La domination du groupe Hachette sur l’édition française ne date pas d’hier. Ni même d’avant-hier. Mais tout bien considéré, comparé au temps où le regretté Jean-Luc Lagardère regroupait Hachette livres, distribution et médias avec l’armement et l’aviation, l’« empire Bolloré » fait de nos jours un peu prix de consolation. Maintenant, il est vrai que Jean-Luc n’était, à l’égal des autres grands patrons, qu’un militant du profit. Alors que Vincent… Par Thierry Discepolo, directeur des éditions Agone.

C’est donc l’alliance du grand patronat et de la droite extrême qui est à l’origine de la prise de conscience dont certains médias se font les échos depuis quelques semaines. Il est évidemment remarquable que l’impulsion ne vienne pas de l’édition industrielle, ni des grosses librairies, moins encore des autrices, romanciers, journalistes et universitaires qui font les unes et les prime times – mais de la librairie indépendante, associée à l’édition indépendante.

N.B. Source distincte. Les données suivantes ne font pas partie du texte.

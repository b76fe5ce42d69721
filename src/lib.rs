//! # selfsim - Self-Similar Network Traffic Simulation
//!
//! A discrete-event simulator that aggregates many ON/OFF traffic sources
//! with heavy-tailed sojourn times. The superposition of such sources is
//! self-similar; the simulator measures that through the Hurst exponent of
//! the aggregate rate and feeds the aggregate into a bounded fluid queue to
//! observe congestion.
//!
//! ## Core Components
//!
//! - **SimulationManager**: clock, event queue and main loop
//! - **TrafficSource**: ON/OFF state machine with Pareto or Gaussian sojourns
//! - **StatisticsAggregator**: time-weighted average, peak and Hurst estimate
//! - **BoundedQueue**: finite buffer drained at a fixed rate per event
//! - **FgnGenerator**: fractional Gaussian noise (Hosking or Davies-Harte)
//!
//! ```no_run
//! use selfsim::{SimulationManager, SimulatorConfig};
//!
//! let config = SimulatorConfig::default();
//! let mut manager = SimulationManager::from_config(&config).unwrap();
//! let summary = manager.run(config.total_time).unwrap();
//! summary.print_summary();
//! ```

// Core simulation modules
pub mod ss_interface;
pub mod ss_error;
pub mod ss_manager;
pub mod ss_source;
pub mod ss_stats;
pub mod ss_queue;
pub mod ss_recorder;

// Random processes and estimators
pub mod ss_pareto;
pub mod ss_fgn;
pub mod ss_hurst;

// Configuration and output
pub mod ss_config;
pub mod ss_export;

// Re-export commonly used types
pub use ss_config::{SamplingMode, SimulatorConfig, TrafficModelType};
pub use ss_error::SimError;
pub use ss_fgn::{FgnGenerator, FgnMethod};
pub use ss_interface::{Event, EventKind, EventRecord, EventSink, NoOpSink, SimTime, SourceId};
pub use ss_manager::SimulationManager;
pub use ss_queue::BoundedQueue;
pub use ss_recorder::TimeSeriesRecorder;
pub use ss_source::{DurationModel, TrafficSource};
pub use ss_stats::{SimulationSummary, StatisticsAggregator};
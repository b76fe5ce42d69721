// Simulation Statistics

use log::{info, warn};

use crate::ss_hurst;
use crate::ss_interface::{Event, SimTime};

// ============================================================================
// Statistics Aggregator
// ============================================================================

/// Running statistics over a simulation
///
/// The average is time-weighted: between two events the rate in force is
/// held constant, so each interval contributes `rate * duration` to the
/// traffic area, and `average = area / end_time` at finalization.
#[derive(Debug, Clone, Default)]
pub struct StatisticsAggregator {
    total_events: usize,
    peak_rate: f64,
    traffic_area: f64,
    last_event_time: SimTime,
    last_rate: f64,
    rate_samples: Vec<f64>,
    max_queue_length: f64,
    total_dropped: f64,
    hurst_parameter: Option<f64>,
    average_traffic: Option<f64>,
    end_time: Option<SimTime>,
}

impl StatisticsAggregator {
    pub fn new() -> Self {
        Self::default()
    }

    /// Account for one processed event
    ///
    /// `aggregate_rate` is the rate after the event was applied. The interval
    /// since the previous event is integrated with the rate that was in force
    /// before this event.
    pub fn update(&mut self, event: &Event, aggregate_rate: f64) {
        let duration = event.time - self.last_event_time;
        if duration > 0.0 {
            self.traffic_area += self.last_rate * duration;
        }

        self.last_event_time = event.time;
        self.last_rate = aggregate_rate;

        self.total_events += 1;
        if aggregate_rate > self.peak_rate {
            self.peak_rate = aggregate_rate;
        }
    }

    /// Close the last interval and compute the average; only the first call counts
    pub fn finalize(&mut self, end_time: SimTime) {
        if self.average_traffic.is_some() {
            warn!("statistics already finalized, ignoring finalize({})", end_time);
            return;
        }

        let duration = end_time - self.last_event_time;
        if duration > 0.0 {
            self.traffic_area += self.last_rate * duration;
        }

        self.end_time = Some(end_time);
        self.average_traffic = Some(if end_time > 0.0 {
            self.traffic_area / end_time
        } else {
            0.0
        });
    }

    pub fn record_rate_sample(&mut self, rate: f64) {
        self.rate_samples.push(rate);
    }

    /// Estimate the Hurst exponent of the recorded rate samples
    pub fn compute_hurst(&mut self) -> f64 {
        let h = ss_hurst::estimate(&self.rate_samples);
        info!(
            "Hurst parameter: {:.4} ({} rate samples)",
            h,
            self.rate_samples.len()
        );
        self.hurst_parameter = Some(h);
        h
    }

    /// Track the longest queue seen and mirror the queue's drop counter
    pub fn update_queue_stats(&mut self, queue_length: f64, dropped: f64) {
        if queue_length > self.max_queue_length {
            self.max_queue_length = queue_length;
        }
        self.total_dropped = dropped;
    }

    pub fn total_events(&self) -> usize {
        self.total_events
    }

    pub fn peak_rate(&self) -> f64 {
        self.peak_rate
    }

    pub fn traffic_area(&self) -> f64 {
        self.traffic_area
    }

    /// `None` until `finalize` has run
    pub fn average_traffic(&self) -> Option<f64> {
        self.average_traffic
    }

    pub fn hurst_parameter(&self) -> Option<f64> {
        self.hurst_parameter
    }

    pub fn rate_samples(&self) -> &[f64] {
        &self.rate_samples
    }

    pub fn max_queue_length(&self) -> f64 {
        self.max_queue_length
    }

    pub fn total_dropped(&self) -> f64 {
        self.total_dropped
    }

    pub fn is_finalized(&self) -> bool {
        self.average_traffic.is_some()
    }

    /// Snapshot of the end-of-run fields
    pub fn summary(&self, final_aggregate_rate: f64) -> SimulationSummary {
        SimulationSummary {
            total_events: self.total_events,
            peak_traffic: self.peak_rate,
            average_traffic: self.average_traffic.unwrap_or(0.0),
            hurst_parameter: self.hurst_parameter.unwrap_or(ss_hurst::DEFAULT_HURST),
            max_queue_length: self.max_queue_length,
            total_dropped_packets: self.total_dropped,
            end_time: self.end_time.unwrap_or(self.last_event_time),
            final_aggregate_rate,
            rate_samples: self.rate_samples.len(),
        }
    }
}

// ============================================================================
// Simulation Summary
// ============================================================================

/// End-of-run result
#[derive(Debug, Clone, PartialEq)]
pub struct SimulationSummary {
    pub total_events: usize,
    pub peak_traffic: f64,

    /// Time-weighted mean of the aggregate rate over `[0, end_time]`
    pub average_traffic: f64,

    pub hurst_parameter: f64,
    pub max_queue_length: f64,
    pub total_dropped_packets: f64,

    /// Horizon the run was finalized at
    pub end_time: SimTime,

    /// Aggregate rate in force at the horizon
    pub final_aggregate_rate: f64,

    /// Number of values fed to the Hurst estimator
    pub rate_samples: usize,
}

impl SimulationSummary {
    pub const CSV_HEADER: &'static str =
        "Total Events,Peak Traffic,Average Traffic,Hurst Parameter,Max Queue Length,Dropped Packets";

    pub fn csv_row(&self) -> String {
        format!(
            "{},{},{},{},{},{}",
            self.total_events,
            self.peak_traffic,
            self.average_traffic,
            self.hurst_parameter,
            self.max_queue_length,
            self.total_dropped_packets
        )
    }

    pub fn print_summary(&self) {
        println!("\n╔════════════════════════════════════════════════════════╗");
        println!("║    SELF-SIMILAR TRAFFIC SIMULATION RESULTS             ║");
        println!("╚════════════════════════════════════════════════════════╝\n");

        println!("═══ Run ═══");
        println!("  End Time: {:.3}", self.end_time);
        println!("  Events Processed: {}", self.total_events);
        println!();

        println!("═══ Aggregate Traffic ═══");
        println!("  Peak: {:.3}", self.peak_traffic);
        println!("  Average (time-weighted): {:.3}", self.average_traffic);
        println!("  Final Rate: {:.3}", self.final_aggregate_rate);
        println!();

        println!("═══ Long-Range Dependence ═══");
        println!("  Hurst Parameter: {:.4}", self.hurst_parameter);
        println!("  Rate Samples: {}", self.rate_samples);
        println!();

        println!("═══ Congestion ═══");
        println!("  Max Queue Length: {:.3}", self.max_queue_length);
        println!("  Dropped: {:.3}", self.total_dropped_packets);
        println!();
    }
}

Voilà pourquoi la formulation des dangers que fait peser l’« empire Bolloré » sur le marché du livre et la réponse à y apporter présentent toutes les qualités de la franchise et de la clarté : un appel à boycotter les livres édités par l’une ou l’autre des quarante et quelques marques du groupe Hachette — voir la liste ici1.

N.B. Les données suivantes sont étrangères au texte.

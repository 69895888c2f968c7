use std::cmp::Ordering;

use crate::{
    backend::{
        assemblers::x86_64::{Operand, X86FullRegister},
        debug::DebugTables,
        isel::{Argument, FunctionSelector, SelectError},
        runtime::{Helper, Operation},
    },
    diagnostics::{DiagnosticKind, Stage},
    middle::{
        hir::{LiteralValue, PrimitiveKind, TypeId, TypeKind},
        mir::{
            AssignSource, BuiltinKind, LiteralId, OperatorKind, Statement, StatementKind,
            SubroutineId, ValueId, pretty_print,
        },
    },
};

impl FunctionSelector<'_, '_> {
    /// Emits one statement. A statement that can't be compiled is reported
    /// and skipped; only internal errors abandon the subroutine.
    pub(super) fn statement(&mut self, statement: &Statement) -> Result<(), SelectError> {
        if self.emitter.cx.debug_info {
            let label = self.label(format!("line{}", self.statements));
            self.statements += 1;
            if let Some(entry) = DebugTables::line_entry(&label, statement.location) {
                self.emitter.asm.label(label);
                self.lines.push(entry);
            }
        }

        let text = pretty_print::statement_to_string(self.program, self.body, &statement.kind);
        self.emitter.asm.comment(strip_ansi_escapes::strip_str(text));

        match self.select_statement(&statement.kind) {
            Err(SelectError::Rejected { kind, message }) => {
                self.emitter
                    .cx
                    .diagnostics
                    .error(Stage::Codegen, kind, statement.location, message);
                Ok(())
            }
            result => result,
        }
    }

    // Every arm validates before it emits anything, so a rejected statement
    // leaves no partial code behind.
    fn select_statement(&mut self, kind: &StatementKind) -> Result<(), SelectError> {
        match kind {
            StatementKind::Operator {
                kind,
                result,
                arguments,
            } => self.operator(*kind, *result, arguments),
            StatementKind::Call {
                result,
                callee,
                arguments,
            } => self.direct_call(*result, *callee, arguments),
            StatementKind::Member {
                result,
                object,
                name,
            } => {
                let [pointer, length] = self.member_name(*name)?;
                let arguments = [self.value(*result)?, self.value(*object)?, pointer, length];
                self.emitter
                    .call_operation(Operation::Member, &arguments, 1);
                Ok(())
            }
            StatementKind::MemberRef {
                result,
                object,
                name,
            } => {
                let [pointer, length] = self.member_name(*name)?;
                let destination = self.reference_slot(*result)?;
                let arguments = [self.value(*object)?, pointer, length];
                self.emitter
                    .call_operation(Operation::MemberRef, &arguments, 0);
                self.store_reference(destination);
                Ok(())
            }
            StatementKind::Builtin {
                kind,
                template,
                result,
                arguments,
            } => self.builtin(*kind, *template, *result, arguments),
            StatementKind::Assign {
                destination,
                source,
            } => self.assign(*destination, *source),
        }
    }

    fn member_name(&mut self, name: LiteralId) -> Result<[Argument; 2], SelectError> {
        match self.program.literals.get(name).map(|l| &l.value) {
            Some(LiteralValue::String(value)) => Ok(self.emitter.string(value)),
            _ => Err(SelectError::UnusableLiteral(name)),
        }
    }

    /// Offset of a slot that receives a `Value*` from the runtime
    fn reference_slot(&self, value: ValueId) -> Result<i64, SelectError> {
        match self.emitter.frame.slot(value) {
            Some(slot) if slot.by_reference => Ok(slot.offset),
            Some(_) => Err(SelectError::NotAReference(value)),
            None => Err(SelectError::MissingSlot(value)),
        }
    }

    fn store_reference(&mut self, offset: i64) {
        self.emitter
            .asm
            .movq(Operand::reg(X86FullRegister::Rax), Operand::frame(offset));
    }

    fn operator(
        &mut self,
        kind: OperatorKind,
        result: ValueId,
        arguments: &[ValueId],
    ) -> Result<(), SelectError> {
        let operation = Operation::for_operator(kind);

        match kind {
            // call(result*, callee*, argc, args*...)
            OperatorKind::Call => {
                let Some((callee, rest)) = arguments.split_first() else {
                    return Err(SelectError::rejected(
                        DiagnosticKind::WrongArgumentCount,
                        "indirect call without a callee",
                    ));
                };
                let mut marshalled = vec![
                    self.value(result)?,
                    self.value(*callee)?,
                    Argument::Immediate(rest.len() as i64),
                ];
                marshalled.extend(self.values(rest)?);
                self.emitter.call_operation(operation, &marshalled, 1);
            }
            // index_ref(object*, key*) -> Value*
            OperatorKind::IndexRef => {
                expect_operands(kind, arguments, 2)?;
                let destination = self.reference_slot(result)?;
                let marshalled = self.values(arguments)?;
                self.emitter.call_operation(operation, &marshalled, 0);
                self.store_reference(destination);
            }
            _ => {
                expect_operands(kind, arguments, operand_count(kind))?;
                let mut marshalled = vec![self.value(result)?];
                marshalled.extend(self.values(arguments)?);
                self.emitter.call_operation(operation, &marshalled, 1);
            }
        }

        Ok(())
    }

    fn direct_call(
        &mut self,
        result: ValueId,
        callee: SubroutineId,
        arguments: &[ValueId],
    ) -> Result<(), SelectError> {
        let subroutine = self
            .program
            .subroutines
            .get(callee)
            .ok_or(SelectError::MissingSubroutine(callee))?;
        if subroutine.is_foreign() {
            return self.foreign_call(result, callee, arguments);
        }

        if let Some((parameters, _)) = self.program.types.signature(subroutine.ty) {
            let name = pretty_print::subroutine_name(self.program, callee);
            check_argument_count(&name, parameters.len(), arguments.len())?;
        }

        let mut marshalled = vec![self.value(result)?];
        marshalled.extend(self.values(arguments)?);
        let symbol = self.emitter.cx.subroutine_symbol(callee)?;
        self.emitter.call_direct(&symbol, &marshalled);

        Ok(())
    }

    fn builtin(
        &mut self,
        kind: BuiltinKind,
        template: Option<TypeId>,
        result: Option<ValueId>,
        arguments: &[ValueId],
    ) -> Result<(), SelectError> {
        match kind {
            BuiltinKind::Print => {
                for argument in self.values(arguments)? {
                    self.emitter.call_helper(Helper::PrintValue, &[argument]);
                }
                Ok(())
            }
            BuiltinKind::TypeOf => {
                let [value] = arguments else {
                    return Err(SelectError::rejected(
                        DiagnosticKind::WrongArgumentCount,
                        "typeof takes exactly one value",
                    ));
                };
                let result = result.ok_or(SelectError::MissingResult)?;
                let marshalled = [self.value(result)?, self.value(*value)?];
                self.emitter
                    .call_operation(Operation::TypeName, &marshalled, 1);
                Ok(())
            }
            BuiltinKind::Cast => {
                let result = result.ok_or(SelectError::MissingResult)?;
                self.cast(template, result, arguments)
            }
            BuiltinKind::Make => {
                let result = result.ok_or(SelectError::MissingResult)?;
                self.make(template, result, arguments)
            }
        }
    }

    fn cast(
        &mut self,
        target: Option<TypeId>,
        result: ValueId,
        arguments: &[ValueId],
    ) -> Result<(), SelectError> {
        let target = target.ok_or_else(|| {
            SelectError::rejected(DiagnosticKind::UnimplementedCast, "cast without a target type")
        })?;
        let [value] = arguments else {
            return Err(SelectError::rejected(
                DiagnosticKind::WrongArgumentCount,
                "cast takes exactly one value",
            ));
        };
        let (result, value) = (self.value(result)?, self.value(*value)?);

        match self.program.types.get(target) {
            TypeKind::Primitive(kind) => self.emitter.call_operation(
                Operation::Cast,
                &[result, value, Argument::Immediate(kind.tag())],
                1,
            ),
            TypeKind::Dynamic => self
                .emitter
                .call_operation(Operation::Assign, &[result, value], 1),
            _ => {
                return Err(SelectError::rejected(
                    DiagnosticKind::UnimplementedCast,
                    format!(
                        "cast to `{}` is not implemented",
                        self.program.type_name(target)
                    ),
                ));
            }
        }

        Ok(())
    }

    fn make(
        &mut self,
        target: Option<TypeId>,
        result: ValueId,
        arguments: &[ValueId],
    ) -> Result<(), SelectError> {
        let target = target.ok_or_else(|| {
            SelectError::rejected(
                DiagnosticKind::UnsupportedMakeTarget,
                "make without a target type",
            )
        })?;
        let name = self.program.type_name(target);
        let destination = self.value(result)?;
        let no_arguments = || {
            SelectError::rejected(
                DiagnosticKind::WrongArgumentCount,
                format!("make<{name}> takes no arguments"),
            )
        };

        match self.program.types.get(target) {
            TypeKind::Primitive(kind) => match arguments {
                [] => {
                    self.emitter.drop_value(destination.clone());
                    self.emitter.default_initialize(destination, target);
                }
                [value] => {
                    let value = self.value(*value)?;
                    self.emitter.call_operation(
                        Operation::Cast,
                        &[destination, value, Argument::Immediate(kind.tag())],
                        1,
                    );
                }
                _ => {
                    return Err(SelectError::rejected(
                        DiagnosticKind::WrongArgumentCount,
                        format!("make<{name}> takes at most one value"),
                    ));
                }
            },
            TypeKind::Array(_) => {
                if !arguments.is_empty() {
                    return Err(no_arguments());
                }
                self.emitter.drop_value(destination.clone());
                self.emitter.call_helper(Helper::MakeArray, &[destination]);
            }
            TypeKind::Class { .. } => {
                if !arguments.is_empty() {
                    return Err(no_arguments());
                }
                if self.program.class_of_type(target).is_none() {
                    return Err(SelectError::rejected(
                        DiagnosticKind::UnsupportedMakeTarget,
                        format!("class `{name}` has no layout"),
                    ));
                }
                let initializer = self.emitter.cx.initializer_symbol(target);
                self.emitter.drop_value(destination.clone());
                self.emitter.call_direct(&initializer, &[destination]);
            }
            TypeKind::Void | TypeKind::Dynamic | TypeKind::Function { .. } => {
                return Err(SelectError::rejected(
                    DiagnosticKind::UnsupportedMakeTarget,
                    format!("can't make a value of type `{name}`"),
                ));
            }
        }

        Ok(())
    }

    /// Literal and subroutine sources build a fresh value in place of the
    /// destination's old one
    fn assign(&mut self, destination: ValueId, source: AssignSource) -> Result<(), SelectError> {
        let target = self.value(destination)?;

        match source {
            AssignSource::Value(source) => {
                let source = self.value(source)?;
                self.emitter
                    .call_operation(Operation::Assign, &[target, source], 1);
            }
            AssignSource::Literal(id) => {
                let literal = self
                    .program
                    .literals
                    .get(id)
                    .ok_or(SelectError::UnusableLiteral(id))?;
                let (helper, arguments) = match &literal.value {
                    LiteralValue::String(value) => {
                        let [pointer, length] = self.emitter.string(value);
                        (
                            Helper::Make(PrimitiveKind::String),
                            vec![target.clone(), pointer, length],
                        )
                    }
                    value => {
                        let raw = value.as_raw().ok_or(SelectError::UnusableLiteral(id))?;
                        (
                            Helper::Make(value.primitive()),
                            vec![target.clone(), Argument::Immediate(raw)],
                        )
                    }
                };
                self.emitter.drop_value(target);
                self.emitter.call_helper(helper, &arguments);
            }
            AssignSource::Subroutine(id) => {
                let subroutine = self
                    .program
                    .subroutines
                    .get(id)
                    .ok_or(SelectError::MissingSubroutine(id))?;
                if subroutine.is_foreign() {
                    return Err(SelectError::rejected(
                        DiagnosticKind::ForeignSubroutineAssignment,
                        format!(
                            "foreign subroutine `{}` can't be used as a value",
                            subroutine.symbol.name
                        ),
                    ));
                }
                let code = self.emitter.cx.subroutine_symbol(id)?;
                self.emitter.drop_value(target.clone());
                self.emitter
                    .call_helper(Helper::MakeFunction, &[target, Argument::Symbol(code)]);
            }
        }

        Ok(())
    }
}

Une clarté et une franchise qui répondent à la franchise et la clarté du projet idéologique dont le pieux milliardaire breton porte fièrement les couleurs : restaurer les valeurs millénaires de l’Occident chrétien, version radicalement identitaire, et lancer une croisade contre le « grand remplacement » qu’il fantasme.

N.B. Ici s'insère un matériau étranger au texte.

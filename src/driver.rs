//! The compilation pipeline from HIR to assembly text. Each stage reports
//! into a shared [`Diagnostics`] list and the pipeline stops after the first
//! stage that produced errors, unless told to carry on regardless.

use std::path::Path;

use crate::{
    backend::{
        CodegenOptions,
        targets::{CodeGenerator, Target},
    },
    diagnostics::{Diagnostics, Stage},
    error::{CompileError, Result},
    middle::{
        hir,
        mir::{self, hir_lowering::lower_to_mir, pretty_print::pretty_print_program},
        optimization::optimize_program,
    },
};

#[derive(Debug, Clone, Copy, PartialEq, Eq)]
pub struct CompileOptions {
    /// Keep going after a stage reported errors
    pub ignore_errors: bool,
    pub debug_info: bool,
    /// Run the block merge pass
    pub optimize: bool,
}

impl Default for CompileOptions {
    fn default() -> Self {
        Self {
            ignore_errors: false,
            debug_info: false,
            optimize: true,
        }
    }
}

impl CompileOptions {
    fn codegen(&self) -> CodegenOptions {
        CodegenOptions {
            debug_info: self.debug_info,
        }
    }
}

/// Reads a JSON encoded HIR program
pub fn read_program(path: &Path) -> Result<hir::Program> {
    let text = std::fs::read_to_string(path).map_err(|source| CompileError::Read {
        path: path.to_owned(),
        source,
    })?;

    let program = serde_json::from_str(&text)?;
    Ok(program)
}

/// Lowers `program` to MIR and optionally simplifies it
pub fn compile_to_mir(
    program: &hir::Program,
    options: &CompileOptions,
    diagnostics: &mut Diagnostics,
) -> Result<mir::Program> {
    tracing::debug!(functions = program.functions.len(), "lowering to MIR");
    let mut mir = lower_to_mir(program, diagnostics);
    checkpoint(Stage::Lowering, options, diagnostics)?;

    if options.optimize {
        tracing::debug!("optimizing MIR");
        optimize_program(&mut mir);
        verify_program(&mir);
        checkpoint(Stage::Optimization, options, diagnostics)?;
    }

    Ok(mir)
}

/// Compiles `program` all the way to assembler source
pub fn compile_to_asm(
    program: &hir::Program,
    options: &CompileOptions,
    diagnostics: &mut Diagnostics,
) -> Result<String> {
    let mir = compile_to_mir(program, options, diagnostics)?;

    tracing::debug!(subroutines = mir.subroutines.len(), "generating code");
    let generator = Target::x86_64LinuxGnu.get_code_generator();
    let asm = generator.translate_to_asm(&mir, &options.codegen(), diagnostics);
    checkpoint(Stage::Codegen, options, diagnostics)?;

    Ok(asm)
}

/// Renders the MIR of `program` in its textual form
pub fn emit_mir(
    program: &hir::Program,
    options: &CompileOptions,
    diagnostics: &mut Diagnostics,
) -> Result<String> {
    let mir = compile_to_mir(program, options, diagnostics)?;
    Ok(pretty_print_program(&mir))
}

/// Halts with everything reported so far if `stage` left errors behind
fn checkpoint(stage: Stage, options: &CompileOptions, diagnostics: &mut Diagnostics) -> Result<()> {
    if !diagnostics.has_errors() {
        return Ok(());
    }

    if options.ignore_errors {
        tracing::warn!(
            %stage,
            errors = diagnostics.error_count(),
            "continuing despite errors"
        );
        return Ok(());
    }

    Err(CompileError::Halted {
        stage,
        diagnostics: std::mem::take(diagnostics).into_vec(),
    })
}

fn verify_program(program: &mir::Program) {
    if !cfg!(feature = "verify-mir") {
        return;
    }

    for subroutine in program.subroutines.iter() {
        if let Some(body) = subroutine.body() {
            if let Err(error) = mir::verify(body) {
                tracing::error!(
                    subroutine = %subroutine.symbol.name,
                    "malformed MIR after optimization: {error}"
                );
            }
        }
    }
}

Dans l’édition, la première illustration de ce programme fut le soutien apporté à Éric Zemmour en tant que candidat d’extrême droite à la présidentielle 2022. Cette opération a fait tant de bruit qu’on semble avoir oublié que le groupe Hachette n’a pas attendu d’être sous la coupe de Vincent Bolloré pour éditer Zemmour : trois titres sont parus chez Grasset, maison où débute le journaliste. Mais surtout que c’est un autre groupe éditorial français qui a fait sa gloire et ses plus grands succès : cinq titres (dont Le Suicide français et Destin français) parus chez Albin Michel – voir ici la liste des maisons dépendantes2.

La tribune « Ne laissons pas Bolloré et ses idées prendre le pouvoir sur nos librairies » semble en rajouter sur l’ancrage à l’extrême droite fascisante, raciste, sexiste et nationaliste de l’ascétique sexagénaire. Mais ce n’est peut-être pas exagéré lorsqu’on apprend que l’« ogre de Cornouaille » a engagé un néo-nazi pour entretenir son île et y encadrer les messes auxquelles il assiste en maître des lieux.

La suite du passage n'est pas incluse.